Миронов оттолкнулся ногами и проехался на своем стуле-самокате от стены к стене.
– Решай, – произнес он. – Твой стол тебя ждет. И мы тоже ждем.
– Я понял.
– Куда сейчас идешь?
– К Ван Гогу. В Пушкинский музей. Хочу расслабиться.
– Круто.
– Посмотрю, что не рассмотрел в прошлый раз. «Виноградники в Арле». А потом Лотрека и Шагала.
Миронов опять сложил руки на груди.
– Давай. А вообще, подожди меня. Я сейчас закончу, и вместе пойдем. Ты правильно сказал. Кое-что лучше рассмотреть внимательнее. Главное не то, что ты видел, а то, что ты внимательно рассмотрел.
Друг криво улыбнулся.
– Я вот видел перед собой настоящего подпольщика – но не рассмотрел. Теперь жалею. Очень. Я б нашел о чем с ним поговорить.
– О чем? – спросил я. – О революции?
– Нет, – ответил Миронов. – Не о революции. Революция нынче дело интимное. О таком не говорят. Делают – и помалкивают.
Я кивнул.
Рассмотрел, как будто впервые, созданную мною лавочку.
Пожал руку Моряку. Кивнул Миронову.
– Подожду тебя снаружи. Покурю.
Улица пахла осенью, в мелких серых лужах плавали желтые листья. Не стал курить, расхотелось.

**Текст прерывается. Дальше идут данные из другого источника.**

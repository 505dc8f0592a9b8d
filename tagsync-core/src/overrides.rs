use dashmap::DashSet;

/// Boolean tag that forces every tag of a device to live polling.
pub fn device_override_path(device_name: &str) -> String {
    format!("{device_name}/_config/AllRealtime")
}

/// Boolean sibling tag that forces one synced tag to live polling.
pub fn tag_override_path(tag_path: &str) -> String {
    format!("{tag_path}_ForceRealtimeData")
}

/// Live-poll overrides, mutated by write handlers on the override tags and
/// consulted by the historical and realtime loops each tick.
///
/// Keys are raw remote names, not sanitized local paths; both loops resolve
/// overrides before mapping identities.
#[derive(Debug, Default)]
pub struct ForcedRealtimeSet {
    devices: DashSet<String>,
    tags: DashSet<(String, String)>,
}

impl ForcedRealtimeSet {
    pub fn new() -> Self {
        Self::default()
    }

    /// Forces (or unforces) live polling for every tag of a device.
    pub fn set_device(&self, device_name: &str, forced: bool) {
        if forced {
            self.devices.insert(device_name.to_string());
        } else {
            self.devices.remove(device_name);
        }
    }

    /// Forces (or unforces) live polling for one tag.
    pub fn set_tag(&self, device_name: &str, tag_name: &str, forced: bool) {
        let key = (device_name.to_string(), tag_name.to_string());
        if forced {
            self.tags.insert(key);
        } else {
            self.tags.remove(&key);
        }
    }

    pub fn device_forced(&self, device_name: &str) -> bool {
        self.devices.contains(device_name)
    }

    /// True when the device or the specific tag is forced live.
    pub fn is_forced(&self, device_name: &str, tag_name: &str) -> bool {
        self.device_forced(device_name)
            || self
                .tags
                .contains(&(device_name.to_string(), tag_name.to_string()))
    }

    /// Tag-level overrides for one device, excluding device-level forcing.
    pub fn forced_tags_for(&self, device_name: &str) -> Vec<String> {
        self.tags
            .iter()
            .filter(|e| e.key().0 == device_name)
            .map(|e| e.key().1.clone())
            .collect()
    }

    pub fn is_empty(&self) -> bool {
        self.devices.is_empty() && self.tags.is_empty()
    }
}
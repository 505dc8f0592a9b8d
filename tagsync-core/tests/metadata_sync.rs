mod common;

use common::*;
use std::sync::Arc;
use tagsync_core::metadata::{MetadataSync, SyncPhase};
use tagsync_core::{ForcedRealtimeSet, MetadataCache};
use tagsync_models::ExecutionCounters;
use tagsync_sdk::{TagDataType, TagValue};
use tokio_util::sync::CancellationToken;

struct Fixture {
    client: Arc<FakeClient>,
    sink: Arc<FakeSink>,
    cache: Arc<MetadataCache>,
    counters: Arc<ExecutionCounters>,
    overrides: Arc<ForcedRealtimeSet>,
    sync: MetadataSync,
}

fn fixture(settings: tagsync_models::Settings) -> Fixture {
    init_tracing();
    let client = Arc::new(FakeClient::new());
    let sink = Arc::new(FakeSink::new());
    let cache = Arc::new(MetadataCache::new());
    let counters = Arc::new(ExecutionCounters::default());
    let overrides = Arc::new(ForcedRealtimeSet::new());
    let sync = MetadataSync::new(
        settings,
        client.clone(),
        sink.clone(),
        cache.clone(),
        counters.clone(),
        overrides.clone(),
    );
    Fixture {
        client,
        sink,
        cache,
        counters,
        overrides,
        sync,
    }
}

#[tokio::test]
async fn initial_build_populates_cache_and_sink() {
    let f = fixture(test_settings(|_| {}));
    f.client.set_devices(vec![device("press-01"), device("press-02")]);
    f.client.set_tags(
        "press-01",
        vec![
            tag("press-01", "speed", TagDataType::Float),
            tag("press-01", "count", TagDataType::Integer),
        ],
    );
    f.client
        .set_tags("press-02", vec![tag("press-02", "temp", TagDataType::Float)]);

    f.sync.rebuild(&CancellationToken::new()).await.unwrap();

    assert_eq!(f.cache.device_count(), 2);
    assert_eq!(f.cache.tags("press-01").len(), 2);
    assert_eq!(f.cache.tags("press-02").len(), 1);

    assert!(f.sink.is_configured("press-01/speed"));
    assert!(f.sink.is_configured("press-02/temp"));
    assert!(f.sink.is_configured("press-01/_config/AllRealtime"));
    assert!(f.sink.is_configured("press-01/speed_ForceRealtimeData"));
    assert_eq!(
        f.sink.descriptions.lock().unwrap().get("press-01/speed"),
        Some(&"speed on press-01".to_string())
    );

    let snap = f.counters.snapshot();
    assert!(snap.initial_build_completed);
    assert_eq!(snap.metadata_success, 1);
    assert_eq!(snap.metadata_failure, 0);
    assert!(snap.last_metadata_sync.is_some());
    assert_eq!(f.sync.phase(), SyncPhase::Idle);
}

#[tokio::test]
async fn override_write_handlers_flip_forced_set() {
    let f = fixture(test_settings(|_| {}));
    f.client.set_devices(vec![device("press-01")]);
    f.client
        .set_tags("press-01", vec![tag("press-01", "speed", TagDataType::Float)]);
    f.sync.rebuild(&CancellationToken::new()).await.unwrap();

    f.sink
        .write("press-01/_config/AllRealtime", TagValue::Boolean(true));
    assert!(f.overrides.device_forced("press-01"));
    f.sink
        .write("press-01/_config/AllRealtime", TagValue::Boolean(false));
    assert!(!f.overrides.device_forced("press-01"));

    f.sink
        .write("press-01/speed_ForceRealtimeData", TagValue::Boolean(true));
    assert!(f.overrides.is_forced("press-01", "speed"));
    assert!(!f.overrides.is_forced("press-01", "count"));
}

// a sink fault during commit aborts the rebuild and counts as a failure
#[tokio::test]
async fn sink_failure_during_commit_records_a_failure() {
    let f = fixture(test_settings(|_| {}));
    f.client.set_devices(vec![device("press-01")]);
    f.client
        .set_tags("press-01", vec![tag("press-01", "speed", TagDataType::Float)]);
    f.sink
        .fail_configure
        .store(true, std::sync::atomic::Ordering::SeqCst);

    let result = f.sync.rebuild(&CancellationToken::new()).await;

    assert!(result.is_err());
    assert_eq!(f.counters.snapshot().metadata_failure, 1);
    assert!(!f.counters.initial_build_completed());
}

#[tokio::test]
async fn writes_on_synced_tags_forward_to_the_gateway() {
    let f = fixture(test_settings(|_| {}));
    f.client.set_devices(vec![device("press-01")]);
    f.client
        .set_tags("press-01", vec![tag("press-01", "speed", TagDataType::Float)]);
    f.sync.rebuild(&CancellationToken::new()).await.unwrap();

    let quality = f.sink.write("press-01/speed", TagValue::Float(42.5));
    assert_eq!(quality, Some(tagsync_sdk::QualityCode::Good));

    // forwarding runs on a spawned task
    let deadline = tokio::time::Instant::now() + std::time::Duration::from_secs(5);
    while f.client.writes.lock().unwrap().is_empty() {
        assert!(
            tokio::time::Instant::now() < deadline,
            "write was never forwarded"
        );
        tokio::time::sleep(std::time::Duration::from_millis(10)).await;
    }
    let writes = f.client.writes.lock().unwrap().clone();
    assert_eq!(
        writes,
        vec![(
            "press-01".to_string(),
            "speed".to_string(),
            TagValue::Float(42.5)
        )]
    );
}

// a failed device keeps its previous tag set while the others refresh
#[tokio::test]
async fn device_fault_is_isolated() {
    let f = fixture(test_settings(|_| {}));
    f.client.set_devices(vec![device("good"), device("flaky")]);
    f.client
        .set_tags("good", vec![tag("good", "a", TagDataType::Float)]);
    f.client
        .set_tags("flaky", vec![tag("flaky", "old", TagDataType::Float)]);
    f.sync.rebuild(&CancellationToken::new()).await.unwrap();
    assert_eq!(f.cache.tags("flaky").len(), 1);

    // second rebuild: flaky now reports unavailable, good grows a tag
    f.client.set_tags(
        "good",
        vec![
            tag("good", "a", TagDataType::Float),
            tag("good", "b", TagDataType::Boolean),
        ],
    );
    f.client.set_tag_fault("flaky", Some(Fault::Unavailable));
    f.sync.rebuild(&CancellationToken::new()).await.unwrap();

    assert_eq!(f.cache.tags("good").len(), 2);
    assert!(f.cache.tags("flaky").contains_key("old"));
    assert!(f.cache.is_unavailable("flaky"));
    // device faults do not fail the rebuild
    assert_eq!(f.counters.snapshot().metadata_success, 2);
}

// persistent transport failure after the initial build: the attempt cap
// stops the tick and the failure counter advances by exactly the cap
#[tokio::test]
async fn transport_failure_stops_after_capped_attempts() {
    let f = fixture(test_settings(|_| {}));
    f.client.set_devices(vec![device("press-01")]);
    f.client
        .set_tags("press-01", vec![tag("press-01", "speed", TagDataType::Float)]);
    f.sync.rebuild(&CancellationToken::new()).await.unwrap();
    assert!(f.counters.initial_build_completed());

    f.client.set_tag_fault("press-01", Some(Fault::Transport));
    let before = f.counters.snapshot();
    let result = f.sync.rebuild(&CancellationToken::new()).await;
    assert!(result.is_err());

    let after = f.counters.snapshot();
    assert_eq!(after.metadata_failure - before.metadata_failure, 5);
    assert_eq!(after.metadata_success, before.metadata_success);
    // cache left at the last good snapshot
    assert!(f.cache.tags("press-01").contains_key("speed"));
}

// the first-ever build ignores the attempt cap
#[tokio::test]
async fn initial_build_retries_past_the_cap() {
    let f = fixture(test_settings(|_| {}));
    f.client.set_devices(vec![device("press-01")]);
    f.client
        .set_tags("press-01", vec![tag("press-01", "speed", TagDataType::Float)]);
    // more directory failures than the cap allows post-initial
    f.client
        .fail_directory_times
        .store(8, std::sync::atomic::Ordering::SeqCst);

    f.sync.rebuild(&CancellationToken::new()).await.unwrap();

    assert!(f.counters.initial_build_completed());
    assert_eq!(f.counters.metadata_failures(), 8);
    assert_eq!(f.cache.device_count(), 1);
}

// retry passes re-fetch only what failed
#[tokio::test]
async fn retry_refetches_only_failed_devices() {
    let f = fixture(test_settings(|_| {}));
    f.client.set_devices(vec![device("good"), device("flaky")]);
    f.client
        .set_tags("good", vec![tag("good", "a", TagDataType::Float)]);
    f.client
        .set_tags("flaky", vec![tag("flaky", "x", TagDataType::Float)]);
    f.sync.rebuild(&CancellationToken::new()).await.unwrap();

    let tag_calls_before = f.client.tag_calls.load(std::sync::atomic::Ordering::SeqCst);
    f.client.set_tag_fault("flaky", Some(Fault::Transport));
    let _ = f.sync.rebuild(&CancellationToken::new()).await;
    let tag_calls = f.client.tag_calls.load(std::sync::atomic::Ordering::SeqCst) - tag_calls_before;

    // first attempt touches both devices, the 4 retries only the flaky one
    assert_eq!(tag_calls, 2 + 4);
    // but the directory is fetched once per rebuild entry, not per retry
    assert_eq!(
        f.client.directory_calls.load(std::sync::atomic::Ordering::SeqCst),
        2
    );
}

#[tokio::test]
async fn refresh_interval_gates_the_tick() {
    let f = fixture(test_settings(|s| s.metadata_refresh_secs = 3600));
    f.client.set_devices(vec![device("press-01")]);
    f.client
        .set_tags("press-01", vec![tag("press-01", "speed", TagDataType::Float)]);

    let token = CancellationToken::new();
    assert!(f.sync.needs_refresh());
    f.sync.tick(&token).await;
    assert_eq!(f.counters.snapshot().metadata_success, 1);

    // a second tick right away is a no-op
    assert!(!f.sync.needs_refresh());
    f.sync.tick(&token).await;
    assert_eq!(f.counters.snapshot().metadata_success, 1);
    assert_eq!(
        f.client.directory_calls.load(std::sync::atomic::Ordering::SeqCst),
        1
    );
}

#[tokio::test]
async fn unavailable_device_recovers_with_transition() {
    let f = fixture(test_settings(|_| {}));
    f.client.set_devices(vec![device("press-01")]);
    f.client
        .set_tags("press-01", vec![tag("press-01", "speed", TagDataType::Float)]);
    f.client.set_tag_fault("press-01", Some(Fault::BadCredentials));
    f.sync.rebuild(&CancellationToken::new()).await.unwrap();
    assert!(f.cache.is_unavailable("press-01"));

    f.client.set_tag_fault("press-01", None);
    f.sync.rebuild(&CancellationToken::new()).await.unwrap();
    assert!(!f.cache.is_unavailable("press-01"));
}
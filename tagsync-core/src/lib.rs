//! Synchronization engine core.
//!
//! Three independently scheduled loops (metadata, historical, realtime)
//! share a metadata cache and a set of counters, coordinated by the
//! [`engine::SyncEngine`] orchestrator. Hosts supply the transport
//! (`TelemetryClient`) and the local tag store adapter (`TagSink`).

pub mod cache;
pub mod engine;
pub mod historical;
pub mod logging;
pub mod mapper;
pub mod metadata;
pub mod overrides;
pub mod realtime;
pub mod status;

pub use cache::MetadataCache;
pub use engine::SyncEngine;
pub use overrides::ForcedRealtimeSet;
//! Engine orchestrator: owns the shared state, spawns the three loops and
//! the control task, and exposes the operator surface (force, reset, stop).

use crate::cache::MetadataCache;
use crate::historical::HistoricalSync;
use crate::metadata::MetadataSync;
use crate::overrides::ForcedRealtimeSet;
use crate::realtime::RealtimeSync;
use crate::status::{paths, StatusPublisher};
use futures::FutureExt;
use std::future::Future;
use std::panic::AssertUnwindSafe;
use std::sync::atomic::{AtomicBool, Ordering};
use std::sync::{Arc, Mutex};
use std::time::Duration;
use tagsync_error::{SyncError, SyncResult};
use tagsync_models::{ExecutionCounters, Settings};
use tagsync_sdk::{QualityCode, TagSink, TagValue, TelemetryClient, WriteHandler};
use tagsync_state::SyncStateStore;
use tokio::sync::Notify;
use tokio::task::JoinHandle;
use tokio::time::MissedTickBehavior;
use tokio_util::sync::CancellationToken;
use tracing::{error, info, warn};

pub struct SyncEngine {
    settings: Settings,
    sink: Arc<dyn TagSink>,
    cache: Arc<MetadataCache>,
    counters: Arc<ExecutionCounters>,
    overrides: Arc<ForcedRealtimeSet>,
    metadata: Arc<MetadataSync>,
    historical: Arc<HistoricalSync>,
    realtime: Arc<RealtimeSync>,
    status: Arc<StatusPublisher>,
    token: Mutex<CancellationToken>,
    handles: Mutex<Vec<JoinHandle<()>>>,
    running: AtomicBool,
    force_historical: Arc<Notify>,
    reset_requested: Arc<Notify>,
}

impl SyncEngine {
    pub fn new(
        settings: Settings,
        client: Arc<dyn TelemetryClient>,
        sink: Arc<dyn TagSink>,
        store: Arc<dyn SyncStateStore>,
    ) -> Self {
        let cache = Arc::new(MetadataCache::new());
        let counters = Arc::new(ExecutionCounters::default());
        let overrides = Arc::new(ForcedRealtimeSet::new());

        let metadata = Arc::new(MetadataSync::new(
            settings.clone(),
            Arc::clone(&client),
            Arc::clone(&sink),
            Arc::clone(&cache),
            Arc::clone(&counters),
            Arc::clone(&overrides),
        ));
        let historical = Arc::new(HistoricalSync::new(
            settings.clone(),
            Arc::clone(&client),
            Arc::clone(&sink),
            Arc::clone(&cache),
            Arc::clone(&counters),
            Arc::clone(&overrides),
            store,
        ));
        let realtime = Arc::new(RealtimeSync::new(
            settings.clone(),
            Arc::clone(&client),
            Arc::clone(&sink),
            Arc::clone(&cache),
            Arc::clone(&counters),
            Arc::clone(&overrides),
        ));
        let status = Arc::new(StatusPublisher::new(Arc::clone(&sink)));

        Self {
            settings,
            sink,
            cache,
            counters,
            overrides,
            metadata,
            historical,
            realtime,
            status,
            token: Mutex::new(CancellationToken::new()),
            handles: Mutex::new(Vec::new()),
            running: AtomicBool::new(false),
            force_historical: Arc::new(Notify::new()),
            reset_requested: Arc::new(Notify::new()),
        }
    }

    pub fn cache(&self) -> Arc<MetadataCache> {
        Arc::clone(&self.cache)
    }

    pub fn counters(&self) -> Arc<ExecutionCounters> {
        Arc::clone(&self.counters)
    }

    pub fn overrides(&self) -> Arc<ForcedRealtimeSet> {
        Arc::clone(&self.overrides)
    }

    pub fn metadata(&self) -> Arc<MetadataSync> {
        Arc::clone(&self.metadata)
    }

    pub fn historical(&self) -> Arc<HistoricalSync> {
        Arc::clone(&self.historical)
    }

    /// Configures the status surface and spawns the three sync loops plus
    /// the control task.
    pub async fn start(&self) -> SyncResult<()> {
        if self.running.swap(true, Ordering::AcqRel) {
            return Err(SyncError::InvalidState("engine already running".into()));
        }
        let token = CancellationToken::new();
        *self.token.lock().unwrap_or_else(|p| p.into_inner()) = token.clone();

        self.status.configure().await?;
        self.register_control_handlers().await?;

        let mut handles = Vec::with_capacity(4);

        {
            let metadata = Arc::clone(&self.metadata);
            let status = Arc::clone(&self.status);
            let historical = Arc::clone(&self.historical);
            let counters = Arc::clone(&self.counters);
            let period = Duration::from_secs(self.settings.sync.metadata_poll_secs.max(1));
            let token = token.clone();
            handles.push(tokio::spawn(async move {
                let mut interval = tokio::time::interval(period);
                interval.set_missed_tick_behavior(MissedTickBehavior::Skip);
                loop {
                    tokio::select! {
                        _ = token.cancelled() => break,
                        _ = interval.tick() => {
                            let tick = metadata.tick(&token);
                            if supervise("metadata", tick, &token).await.is_err() {
                                break;
                            }
                            publish_status(&status, &counters, &historical).await;
                        }
                    }
                }
            }));
        }

        {
            let historical = Arc::clone(&self.historical);
            let status = Arc::clone(&self.status);
            let counters = Arc::clone(&self.counters);
            let force = Arc::clone(&self.force_historical);
            let period = Duration::from_secs(self.settings.sync.historical_poll_secs.max(1));
            let token = token.clone();
            handles.push(tokio::spawn(async move {
                let mut interval = tokio::time::interval(period);
                interval.set_missed_tick_behavior(MissedTickBehavior::Skip);
                loop {
                    tokio::select! {
                        _ = token.cancelled() => break,
                        _ = interval.tick() => {
                            if supervise("historical", historical.tick(), &token).await.is_err() {
                                break;
                            }
                            publish_status(&status, &counters, &historical).await;
                        }
                        _ = force.notified() => {
                            info!("historical sync forced outside schedule");
                            if supervise("historical", historical.tick(), &token).await.is_err() {
                                break;
                            }
                            publish_status(&status, &counters, &historical).await;
                        }
                    }
                }
            }));
        }

        {
            let realtime = Arc::clone(&self.realtime);
            let status = Arc::clone(&self.status);
            let counters = Arc::clone(&self.counters);
            let historical = Arc::clone(&self.historical);
            let period = Duration::from_secs(self.settings.sync.realtime_poll_secs.max(1));
            let token = token.clone();
            handles.push(tokio::spawn(async move {
                let mut interval = tokio::time::interval(period);
                interval.set_missed_tick_behavior(MissedTickBehavior::Skip);
                loop {
                    tokio::select! {
                        _ = token.cancelled() => break,
                        _ = interval.tick() => {
                            if supervise("realtime", realtime.tick(), &token).await.is_err() {
                                break;
                            }
                            publish_status(&status, &counters, &historical).await;
                        }
                    }
                }
            }));
        }

        {
            let historical = Arc::clone(&self.historical);
            let counters = Arc::clone(&self.counters);
            let status = Arc::clone(&self.status);
            let reset = Arc::clone(&self.reset_requested);
            let token = token.clone();
            handles.push(tokio::spawn(async move {
                loop {
                    tokio::select! {
                        _ = token.cancelled() => break,
                        _ = reset.notified() => {
                            if let Err(e) = historical.reset().await {
                                warn!(error = %e, "sync state reset failed");
                            }
                            counters.reset();
                            publish_status(&status, &counters, &historical).await;
                            info!("sync state and counters reset");
                        }
                    }
                }
            }));
        }

        *self.handles.lock().unwrap_or_else(|p| p.into_inner()) = handles;
        info!("sync engine started");
        Ok(())
    }

    /// Graceful shutdown: cancels the loops and waits for in-flight ticks.
    pub async fn stop(&self) {
        self.current_token().cancel();
        let handles = std::mem::take(&mut *self.handles.lock().unwrap_or_else(|p| p.into_inner()));
        for handle in handles {
            if let Err(e) = handle.await {
                if !e.is_cancelled() {
                    warn!(error = %e, "sync loop ended abnormally");
                }
            }
        }
        self.running.store(false, Ordering::Release);
        info!("sync engine stopped");
    }

    /// Immediate shutdown: cancels and aborts without draining.
    pub fn abort(&self) {
        self.current_token().cancel();
        let handles = std::mem::take(&mut *self.handles.lock().unwrap_or_else(|p| p.into_inner()));
        for handle in handles {
            handle.abort();
        }
        self.running.store(false, Ordering::Release);
        info!("sync engine aborted");
    }

    /// Triggers one historical tick outside the schedule.
    pub fn force_historical_sync(&self) {
        self.force_historical.notify_one();
    }

    /// Zeroes the persisted cursor and the counters. The initial-build flag
    /// is kept so the loops stay gated open.
    pub async fn reset_sync_state(&self) -> SyncResult<()> {
        self.historical.reset().await?;
        self.counters.reset();
        publish_status(&self.status, &self.counters, &self.historical).await;
        Ok(())
    }

    async fn register_control_handlers(&self) -> SyncResult<()> {
        let reset = Arc::clone(&self.reset_requested);
        let reset_handler: WriteHandler = Arc::new(move |_path, value| match value {
            TagValue::Boolean(true) => {
                reset.notify_one();
                QualityCode::Good
            }
            TagValue::Boolean(false) => QualityCode::Good,
            _ => QualityCode::Bad,
        });
        self.sink
            .register_write_handler(paths::RESET_SYNC, reset_handler)
            .await?;

        let force = Arc::clone(&self.force_historical);
        let force_handler: WriteHandler = Arc::new(move |_path, value| match value {
            TagValue::Boolean(true) => {
                force.notify_one();
                QualityCode::Good
            }
            TagValue::Boolean(false) => QualityCode::Good,
            _ => QualityCode::Bad,
        });
        self.sink
            .register_write_handler(paths::FORCE_HISTORICAL_SYNC, force_handler)
            .await
    }

    fn current_token(&self) -> CancellationToken {
        self.token.lock().unwrap_or_else(|p| p.into_inner()).clone()
    }
}

/// Runs one loop tick, treating an escaping panic as a programming fault:
/// it is logged as a bug and the whole engine is cancelled.
async fn supervise<F>(loop_name: &str, tick: F, token: &CancellationToken) -> Result<(), ()>
where
    F: Future<Output = ()>,
{
    match AssertUnwindSafe(tick).catch_unwind().await {
        Ok(()) => Ok(()),
        Err(panic) => {
            let msg = panic
                .downcast_ref::<&str>()
                .map(|s| s.to_string())
                .or_else(|| panic.downcast_ref::<String>().cloned())
                .unwrap_or_else(|| "non-string panic payload".into());
            error!(
                loop_name,
                panic = %msg,
                "BUG: sync loop tick panicked, shutting the engine down"
            );
            token.cancel();
            Err(())
        }
    }
}

async fn publish_status(
    status: &StatusPublisher,
    counters: &ExecutionCounters,
    historical: &HistoricalSync,
) {
    let cursor = historical.cursor().unwrap_or_default();
    if let Err(e) = status.publish(&counters.snapshot(), &cursor).await {
        warn!(error = %e, "status publish failed");
    }
}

Да, я все видел. Да, я везде был. Да, я бывший поэт, банкир, мелкий политикан, наркоман, пьяница, психопат и неврастеник, посредственный отец и хуевый муж, я жил быстро, но не помер молодым, и я пока еще здесь.
Нет, ребята. Я пока с вами. Секрет «Титаника» в том, что он не может утонуть. И если сегодня он утонет, будьте уверены – завтра опять поплывет.
Что делать тому, кто разрушен? Боже мой. Все что угодно. Только ничего не разрушать.
Не хочу разрушать и не буду. Ни себя, ни мир вокруг. Пусть даже само это «не хочу» – татарское, чавкающее, чмокающее, все в слюне слово, не люблю его – тоже чтото разрушает, в данном случае одно намерение в угоду другому намерению; все равно не хочу.
Чтобы внимательно рассмотреть и понять предмет, или человека, или картину Ренуара, или кровь, текущую из-под лопнувшего от удара ногтя, нужно приблизиться, потом отойти подальше, потом подойти вплотную, и так несколько раз. Забыть, потом вспомнить.
Мои друзья, семь лет подряд наблюдаемые мною с близкого расстояния, казались мне унылыми торгашами, согласными сидеть в маленькой комнатке и скучно 13 торговать не самыми нужными вещами. Но стоило мне
посмотреть издалека, а потом опять сократить дистанцию, как я понял, что мое место – рядом с ними. Потому что я их люблю.
Моя жена переживала за меня, за нашего сына, за наш дом. Я отходил подальше, и мне казалось, что она совершенно права. Но, когда я приближался вплотную к своей жене, меж нами происходило то, что должно происходить меж мужем и женой, когда они сходятся вплотную, и мы тогда успокаивались. Если есть жена – значит, все остальное тоже есть.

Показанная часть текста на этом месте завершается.